▶ Task: Tally how many lines in the data below include "crates", then please reply with only that figure.

Saved entries
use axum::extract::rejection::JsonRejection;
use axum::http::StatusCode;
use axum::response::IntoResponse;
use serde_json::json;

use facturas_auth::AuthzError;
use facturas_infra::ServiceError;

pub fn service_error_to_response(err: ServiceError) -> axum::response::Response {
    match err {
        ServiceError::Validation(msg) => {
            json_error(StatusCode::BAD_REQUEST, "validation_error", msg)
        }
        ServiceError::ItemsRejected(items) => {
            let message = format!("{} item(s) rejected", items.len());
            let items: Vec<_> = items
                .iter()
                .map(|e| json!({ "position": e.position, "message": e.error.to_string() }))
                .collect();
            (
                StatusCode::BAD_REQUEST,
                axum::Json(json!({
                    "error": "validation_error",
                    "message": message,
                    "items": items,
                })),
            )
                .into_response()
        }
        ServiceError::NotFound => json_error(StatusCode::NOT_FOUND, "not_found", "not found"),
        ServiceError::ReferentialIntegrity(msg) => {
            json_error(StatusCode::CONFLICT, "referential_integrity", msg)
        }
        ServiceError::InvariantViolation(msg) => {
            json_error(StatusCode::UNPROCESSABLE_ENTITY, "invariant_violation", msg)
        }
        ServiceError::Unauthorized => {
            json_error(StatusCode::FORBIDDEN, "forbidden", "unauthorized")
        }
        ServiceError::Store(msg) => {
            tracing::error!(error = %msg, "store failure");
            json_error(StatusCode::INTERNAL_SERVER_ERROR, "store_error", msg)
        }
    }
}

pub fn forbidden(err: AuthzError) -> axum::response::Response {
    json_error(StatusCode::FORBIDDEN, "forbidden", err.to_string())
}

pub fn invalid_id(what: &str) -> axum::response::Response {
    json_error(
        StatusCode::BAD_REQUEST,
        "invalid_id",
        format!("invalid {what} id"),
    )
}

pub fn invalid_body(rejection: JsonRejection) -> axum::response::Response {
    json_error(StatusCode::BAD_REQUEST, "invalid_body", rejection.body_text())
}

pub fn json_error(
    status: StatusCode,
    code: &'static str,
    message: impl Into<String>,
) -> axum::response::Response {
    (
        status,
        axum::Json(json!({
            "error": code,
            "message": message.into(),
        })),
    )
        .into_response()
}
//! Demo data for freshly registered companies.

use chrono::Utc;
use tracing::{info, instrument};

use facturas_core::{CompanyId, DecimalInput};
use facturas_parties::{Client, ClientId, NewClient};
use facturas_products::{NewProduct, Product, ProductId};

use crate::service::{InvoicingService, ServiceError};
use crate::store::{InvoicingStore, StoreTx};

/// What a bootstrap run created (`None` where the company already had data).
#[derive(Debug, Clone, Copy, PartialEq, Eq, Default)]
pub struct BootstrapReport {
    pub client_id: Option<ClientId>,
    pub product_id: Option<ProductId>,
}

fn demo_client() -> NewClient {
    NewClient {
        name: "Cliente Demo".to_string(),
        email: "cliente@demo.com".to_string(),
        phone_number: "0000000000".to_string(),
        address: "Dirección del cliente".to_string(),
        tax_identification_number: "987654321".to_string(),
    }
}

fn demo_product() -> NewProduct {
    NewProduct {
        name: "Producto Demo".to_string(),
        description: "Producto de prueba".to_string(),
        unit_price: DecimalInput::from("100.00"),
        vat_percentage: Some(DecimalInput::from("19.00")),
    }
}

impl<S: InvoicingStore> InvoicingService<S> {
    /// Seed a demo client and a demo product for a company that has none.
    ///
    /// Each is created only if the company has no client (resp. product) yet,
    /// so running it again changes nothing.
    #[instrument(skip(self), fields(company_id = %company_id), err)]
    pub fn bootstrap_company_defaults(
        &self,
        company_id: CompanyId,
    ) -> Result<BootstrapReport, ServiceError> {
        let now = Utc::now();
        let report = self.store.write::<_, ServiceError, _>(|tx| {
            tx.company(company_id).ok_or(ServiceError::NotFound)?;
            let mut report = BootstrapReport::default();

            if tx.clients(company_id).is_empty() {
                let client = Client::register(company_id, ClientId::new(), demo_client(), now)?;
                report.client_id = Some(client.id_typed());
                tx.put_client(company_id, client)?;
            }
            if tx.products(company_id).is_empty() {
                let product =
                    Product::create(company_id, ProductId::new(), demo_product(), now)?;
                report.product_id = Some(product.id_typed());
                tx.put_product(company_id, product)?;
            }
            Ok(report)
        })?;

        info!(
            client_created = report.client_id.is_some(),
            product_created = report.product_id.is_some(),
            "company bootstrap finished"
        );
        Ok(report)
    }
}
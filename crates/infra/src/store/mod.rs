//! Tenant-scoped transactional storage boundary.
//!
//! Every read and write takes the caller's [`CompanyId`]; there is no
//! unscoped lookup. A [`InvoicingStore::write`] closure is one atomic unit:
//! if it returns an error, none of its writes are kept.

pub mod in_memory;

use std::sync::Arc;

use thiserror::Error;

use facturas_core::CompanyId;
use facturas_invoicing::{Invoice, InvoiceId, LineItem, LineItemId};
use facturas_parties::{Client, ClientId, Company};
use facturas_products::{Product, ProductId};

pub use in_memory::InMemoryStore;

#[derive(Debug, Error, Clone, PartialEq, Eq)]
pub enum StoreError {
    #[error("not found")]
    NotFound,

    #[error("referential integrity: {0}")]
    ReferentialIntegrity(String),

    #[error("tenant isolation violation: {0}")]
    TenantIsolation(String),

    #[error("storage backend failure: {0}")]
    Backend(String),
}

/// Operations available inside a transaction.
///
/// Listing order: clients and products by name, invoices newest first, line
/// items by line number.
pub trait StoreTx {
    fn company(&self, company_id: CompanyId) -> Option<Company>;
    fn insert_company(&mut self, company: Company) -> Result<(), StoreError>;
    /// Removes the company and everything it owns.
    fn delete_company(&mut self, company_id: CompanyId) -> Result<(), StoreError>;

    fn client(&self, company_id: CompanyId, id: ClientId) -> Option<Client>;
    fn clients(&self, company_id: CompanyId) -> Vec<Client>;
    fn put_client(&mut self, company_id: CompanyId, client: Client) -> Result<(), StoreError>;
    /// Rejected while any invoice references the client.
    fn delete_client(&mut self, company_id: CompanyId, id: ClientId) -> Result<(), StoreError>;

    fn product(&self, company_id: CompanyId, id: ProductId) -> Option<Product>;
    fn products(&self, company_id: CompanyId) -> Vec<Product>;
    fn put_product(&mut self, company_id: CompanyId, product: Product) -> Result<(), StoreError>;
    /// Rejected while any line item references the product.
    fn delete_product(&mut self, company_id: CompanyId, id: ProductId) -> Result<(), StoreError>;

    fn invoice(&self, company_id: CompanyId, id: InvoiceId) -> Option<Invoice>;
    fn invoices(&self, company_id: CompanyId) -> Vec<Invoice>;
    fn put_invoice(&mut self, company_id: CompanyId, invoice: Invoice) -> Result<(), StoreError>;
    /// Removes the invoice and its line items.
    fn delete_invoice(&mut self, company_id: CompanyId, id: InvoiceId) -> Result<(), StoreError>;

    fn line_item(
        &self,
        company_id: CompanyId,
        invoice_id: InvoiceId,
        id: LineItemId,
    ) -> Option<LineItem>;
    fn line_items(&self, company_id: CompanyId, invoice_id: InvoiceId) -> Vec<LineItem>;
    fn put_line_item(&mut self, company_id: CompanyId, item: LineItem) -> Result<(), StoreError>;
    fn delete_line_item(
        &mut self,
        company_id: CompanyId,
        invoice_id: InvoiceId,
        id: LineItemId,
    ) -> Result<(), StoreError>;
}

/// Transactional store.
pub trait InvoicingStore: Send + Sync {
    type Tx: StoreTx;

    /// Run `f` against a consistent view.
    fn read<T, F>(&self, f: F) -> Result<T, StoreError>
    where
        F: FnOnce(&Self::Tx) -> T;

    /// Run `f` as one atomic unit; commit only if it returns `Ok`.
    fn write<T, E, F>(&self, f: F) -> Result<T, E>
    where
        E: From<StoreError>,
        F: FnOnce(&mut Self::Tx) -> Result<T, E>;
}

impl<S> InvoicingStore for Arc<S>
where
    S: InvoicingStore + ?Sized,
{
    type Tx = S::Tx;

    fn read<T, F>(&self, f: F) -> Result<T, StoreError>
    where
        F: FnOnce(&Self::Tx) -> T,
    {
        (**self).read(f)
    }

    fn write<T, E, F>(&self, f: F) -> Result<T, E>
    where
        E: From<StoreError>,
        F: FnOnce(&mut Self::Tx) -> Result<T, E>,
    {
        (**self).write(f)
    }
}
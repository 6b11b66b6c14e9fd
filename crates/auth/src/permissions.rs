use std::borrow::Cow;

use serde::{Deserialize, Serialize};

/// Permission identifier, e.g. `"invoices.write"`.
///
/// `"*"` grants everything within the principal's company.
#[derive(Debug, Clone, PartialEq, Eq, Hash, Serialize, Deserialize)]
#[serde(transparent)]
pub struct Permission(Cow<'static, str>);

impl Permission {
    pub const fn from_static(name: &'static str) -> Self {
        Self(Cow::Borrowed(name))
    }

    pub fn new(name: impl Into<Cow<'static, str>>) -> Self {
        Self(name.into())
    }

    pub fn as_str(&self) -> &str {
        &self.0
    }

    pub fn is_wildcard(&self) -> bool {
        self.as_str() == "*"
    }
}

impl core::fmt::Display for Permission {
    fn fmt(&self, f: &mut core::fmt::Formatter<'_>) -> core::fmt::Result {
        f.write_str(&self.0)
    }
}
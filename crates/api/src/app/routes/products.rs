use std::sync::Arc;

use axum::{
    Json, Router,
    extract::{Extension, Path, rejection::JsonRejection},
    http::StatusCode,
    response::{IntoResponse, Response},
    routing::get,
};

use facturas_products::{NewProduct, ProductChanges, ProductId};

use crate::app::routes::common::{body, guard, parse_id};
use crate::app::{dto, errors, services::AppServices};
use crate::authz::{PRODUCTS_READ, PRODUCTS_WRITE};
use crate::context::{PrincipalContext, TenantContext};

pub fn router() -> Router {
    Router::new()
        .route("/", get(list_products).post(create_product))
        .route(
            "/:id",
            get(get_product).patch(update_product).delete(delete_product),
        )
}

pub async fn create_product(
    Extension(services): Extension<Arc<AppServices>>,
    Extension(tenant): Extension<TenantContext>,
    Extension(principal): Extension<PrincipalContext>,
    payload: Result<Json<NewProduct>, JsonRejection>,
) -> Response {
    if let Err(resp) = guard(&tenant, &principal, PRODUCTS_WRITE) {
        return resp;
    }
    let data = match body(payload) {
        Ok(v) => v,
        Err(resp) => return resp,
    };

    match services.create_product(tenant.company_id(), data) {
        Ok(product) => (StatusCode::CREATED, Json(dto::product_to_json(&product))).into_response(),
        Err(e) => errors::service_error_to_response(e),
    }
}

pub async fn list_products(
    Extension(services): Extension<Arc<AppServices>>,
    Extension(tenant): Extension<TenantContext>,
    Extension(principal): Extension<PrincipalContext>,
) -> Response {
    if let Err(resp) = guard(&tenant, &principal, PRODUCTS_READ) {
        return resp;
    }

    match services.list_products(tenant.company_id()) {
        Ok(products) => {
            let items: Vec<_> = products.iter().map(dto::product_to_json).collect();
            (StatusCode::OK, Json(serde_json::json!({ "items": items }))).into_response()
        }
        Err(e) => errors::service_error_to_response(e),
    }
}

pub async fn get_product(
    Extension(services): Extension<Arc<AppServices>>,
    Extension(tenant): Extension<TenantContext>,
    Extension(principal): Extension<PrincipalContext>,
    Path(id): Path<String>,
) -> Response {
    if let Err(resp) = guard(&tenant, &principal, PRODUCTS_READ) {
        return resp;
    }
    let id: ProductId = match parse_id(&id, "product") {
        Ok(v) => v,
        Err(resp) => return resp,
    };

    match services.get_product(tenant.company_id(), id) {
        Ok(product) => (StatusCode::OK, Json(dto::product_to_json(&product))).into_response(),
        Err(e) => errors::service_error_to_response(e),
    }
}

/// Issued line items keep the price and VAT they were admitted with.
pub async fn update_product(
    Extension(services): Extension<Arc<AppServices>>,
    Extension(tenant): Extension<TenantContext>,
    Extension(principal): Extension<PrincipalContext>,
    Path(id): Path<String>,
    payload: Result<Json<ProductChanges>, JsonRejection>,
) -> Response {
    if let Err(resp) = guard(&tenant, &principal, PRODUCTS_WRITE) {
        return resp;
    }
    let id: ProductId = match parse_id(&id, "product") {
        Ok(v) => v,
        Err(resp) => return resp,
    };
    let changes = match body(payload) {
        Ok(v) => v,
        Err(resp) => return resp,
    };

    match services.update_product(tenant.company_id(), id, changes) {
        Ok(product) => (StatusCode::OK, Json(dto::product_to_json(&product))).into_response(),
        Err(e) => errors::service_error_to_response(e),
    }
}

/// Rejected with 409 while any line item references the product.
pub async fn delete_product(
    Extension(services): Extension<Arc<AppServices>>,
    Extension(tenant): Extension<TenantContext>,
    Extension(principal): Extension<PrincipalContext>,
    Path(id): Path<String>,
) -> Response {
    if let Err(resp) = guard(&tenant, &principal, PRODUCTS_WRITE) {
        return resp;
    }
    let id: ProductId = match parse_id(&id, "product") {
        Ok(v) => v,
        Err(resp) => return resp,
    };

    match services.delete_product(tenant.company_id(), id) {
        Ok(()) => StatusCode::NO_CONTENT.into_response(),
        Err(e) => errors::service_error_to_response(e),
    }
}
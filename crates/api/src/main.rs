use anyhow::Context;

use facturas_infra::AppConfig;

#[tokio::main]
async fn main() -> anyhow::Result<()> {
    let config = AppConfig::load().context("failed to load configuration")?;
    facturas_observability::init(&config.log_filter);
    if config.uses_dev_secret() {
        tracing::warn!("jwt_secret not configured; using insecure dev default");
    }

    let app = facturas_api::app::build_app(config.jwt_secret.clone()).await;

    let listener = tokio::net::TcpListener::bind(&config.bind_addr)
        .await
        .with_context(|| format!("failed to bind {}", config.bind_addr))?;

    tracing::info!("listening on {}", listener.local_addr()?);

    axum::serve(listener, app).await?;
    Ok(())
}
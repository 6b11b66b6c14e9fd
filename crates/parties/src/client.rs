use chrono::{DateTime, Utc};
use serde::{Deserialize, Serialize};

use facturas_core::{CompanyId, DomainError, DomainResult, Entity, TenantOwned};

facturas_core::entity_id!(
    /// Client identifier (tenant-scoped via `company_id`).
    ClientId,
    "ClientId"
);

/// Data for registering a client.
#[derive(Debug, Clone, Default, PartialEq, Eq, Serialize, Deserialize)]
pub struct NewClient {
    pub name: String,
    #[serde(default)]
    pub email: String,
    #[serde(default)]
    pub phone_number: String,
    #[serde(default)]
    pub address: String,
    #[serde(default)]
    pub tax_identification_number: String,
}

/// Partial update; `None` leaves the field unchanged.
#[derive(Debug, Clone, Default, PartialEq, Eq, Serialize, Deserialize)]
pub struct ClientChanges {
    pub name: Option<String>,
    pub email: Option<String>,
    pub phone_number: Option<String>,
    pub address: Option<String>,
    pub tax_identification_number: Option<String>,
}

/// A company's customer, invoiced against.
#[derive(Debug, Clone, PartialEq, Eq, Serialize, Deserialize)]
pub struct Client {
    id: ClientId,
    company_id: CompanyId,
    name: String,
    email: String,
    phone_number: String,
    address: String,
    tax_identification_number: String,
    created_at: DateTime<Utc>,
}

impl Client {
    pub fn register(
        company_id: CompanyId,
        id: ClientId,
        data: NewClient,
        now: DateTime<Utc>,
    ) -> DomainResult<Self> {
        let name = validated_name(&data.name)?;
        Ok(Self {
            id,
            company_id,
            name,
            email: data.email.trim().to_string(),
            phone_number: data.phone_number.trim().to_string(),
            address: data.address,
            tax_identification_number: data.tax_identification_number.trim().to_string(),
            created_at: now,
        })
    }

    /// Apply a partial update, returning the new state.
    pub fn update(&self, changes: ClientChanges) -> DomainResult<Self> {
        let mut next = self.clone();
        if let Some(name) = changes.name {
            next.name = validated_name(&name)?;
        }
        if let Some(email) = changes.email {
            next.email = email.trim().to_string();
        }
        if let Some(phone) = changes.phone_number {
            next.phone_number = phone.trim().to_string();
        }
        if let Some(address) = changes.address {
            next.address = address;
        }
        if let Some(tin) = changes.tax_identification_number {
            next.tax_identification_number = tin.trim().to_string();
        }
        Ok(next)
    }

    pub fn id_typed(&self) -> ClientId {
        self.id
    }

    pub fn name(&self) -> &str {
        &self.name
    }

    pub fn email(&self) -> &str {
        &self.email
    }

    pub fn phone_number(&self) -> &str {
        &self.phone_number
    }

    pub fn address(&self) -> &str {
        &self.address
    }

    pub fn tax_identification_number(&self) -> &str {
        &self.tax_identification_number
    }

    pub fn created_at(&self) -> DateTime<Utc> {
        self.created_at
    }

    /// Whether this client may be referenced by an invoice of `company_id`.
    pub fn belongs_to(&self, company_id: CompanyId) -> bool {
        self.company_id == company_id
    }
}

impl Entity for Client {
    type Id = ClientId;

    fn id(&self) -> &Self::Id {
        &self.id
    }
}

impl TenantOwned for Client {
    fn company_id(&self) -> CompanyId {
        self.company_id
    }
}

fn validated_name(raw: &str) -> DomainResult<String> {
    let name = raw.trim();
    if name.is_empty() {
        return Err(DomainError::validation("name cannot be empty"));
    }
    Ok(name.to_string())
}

▶ Reply: 5